Using the rhetorical moves described by Swales and extended by Bunton [5] in a later study, Kwan [6] sought to apply the CARS model to literature review chapters and compare it with the rhetorical move structure of introduction chapters. She also identified “strategies” or the ways involved in fulfilling each rhetorical move. It was found that the schema of a literature review chapter usually follows an Introduction-Body-Conclusion structure. Moves 1 and 2 of Bunton’s extended CARS model are usually recursively applied but Move 3 is rarely used. A new type of move encountered was the writer’s affirmative stance towards the surveyed research. Also, none of the move elements followed a specific progression in the layout. These studies provide a preliminary insight into human summarizing strategies. However, in the current study, the rhetorical analysis is aimed at uncovering the specific linguistic realizations used to frame the author’s argument in literature reviews. This is because, for automatic summarization, a method is needed to synthesize a literature review from its extracted form, in ways which model typical linguistic expressions.

On the other hand, an algorithm for selecting information will be based on the findings from mapping information from literature reviews to the source papers to address the following questions:

  • Where do researchers select information from, to include in a literature review? For example, abstract, conclusion, etc.
  • What types of information do they select? For example, methodology, topic description, etc.
  • How do they transform that information? For example, paraphrasing, cut-pasting, etc.
  • Why do they choose this information? For example, justification, instantiation, etc.
  • How do they fulfil the functions of a literature review, using this information? For example, to delineate a literature gap, provide an overview of research, etc.

There has been some research on some of the individual questions listed above. Jing and McKeown [7] conducted a study wherein they resolved the kind of transformations which are performed on source sentences before they are included in a summary. The findings were used to train a Hidden Markov Model classifier to detect source transformations. It was anticipated that the study of the cut-paste transformations would improve the performance of automatic text summarizers. Their study focused on news-related and event-based summarizing at the syntactic level; however, this study will map information to source text at different semantic levels, and specifically focuses on the summarizing strategies in information science literature reviews.

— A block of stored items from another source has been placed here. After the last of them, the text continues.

//! Display tick loop
//!
//! Per tick, in order: sample touch, hand the pointer to the renderer,
//! advance its clock, render and flush, run the e-paper refresh scheduler,
//! then sleep for the tick period.

use defmt::*;
use embassy_time::{Instant, Timer};

use tessera_core::pipeline::Pipeline;
use tessera_core::refresh::RefreshEvent;
use tessera_core::touch::{PointerEvent, PointerState, TouchInput};
use tessera_core::traits::Renderer;

use crate::boards::{Panel, Touch};
use crate::halt;
use crate::ui::DemoRenderer;

#[embassy_executor::task]
pub async fn display_task(
    mut pipeline: Pipeline<'static, Panel>,
    mut touch: Option<TouchInput<Touch>>,
    mut renderer: DemoRenderer,
    tick_ms: u32,
) {
    info!("Display task started, {} ms tick", tick_ms);

    let start = Instant::now();
    let idle = PointerEvent {
        x: 0,
        y: 0,
        state: PointerState::Released,
    };

    loop {
        let event = match touch.as_mut() {
            Some(input) => {
                let event = input.read();
                if let Some(e) = input.last_error() {
                    warn!("Touch read failed: {}", e);
                }
                event
            }
            None => idle,
        };
        if event.is_pressed() {
            debug!("Touch at {},{}", event.x, event.y);
        }

        renderer.pointer(event);
        renderer.tick_inc(tick_ms);
        if let Err(e) = renderer.render(&mut pipeline) {
            error!("Buffer pool misuse: {}", e);
            halt();
        }

        // Wrapping millisecond clock, as the scheduler expects
        let now = start.elapsed().as_millis() as u32;
        match pipeline.tick(now) {
            Ok(Some(RefreshEvent::Refreshed { at_ms })) => info!("Panel refreshed at {} ms", at_ms),
            Ok(Some(RefreshEvent::RefreshedAsleep { at_ms })) => {
                info!("Panel refreshed at {} ms, now asleep", at_ms)
            }
            Ok(None) => {}
            Err(e) => warn!("Panel refresh failed: {}", e),
        }

        Timer::after_millis(u64::from(tick_ms)).await;
    }
}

3. Multi-document Summarization

This study designs its approach while keeping in mind its ultimate goal: to automatically generate a specific genre of discourse: a literature review, modeled on human writing characteristics. Few studies attempt to summarize multiple or single research papers [8-10] but none yet yield summaries similar to human-generated literature reviews.

Text summarization has been defined as “the process of distilling the most important information from a source (or sources) to produce an abridged version for a particular user and task” [11] (pp. ix). Most of the work in text summarization has focused on single-document summarization—to produce an abstract of a document. Multi-document summarization, on the other hand, seeks to generate an integrated summary of a set of related documents. These techniques have commonly been applied on a corpus of news articles to generate a time- or event-based summary [12]. They have also found some application in summarizing medical corpora [13-14].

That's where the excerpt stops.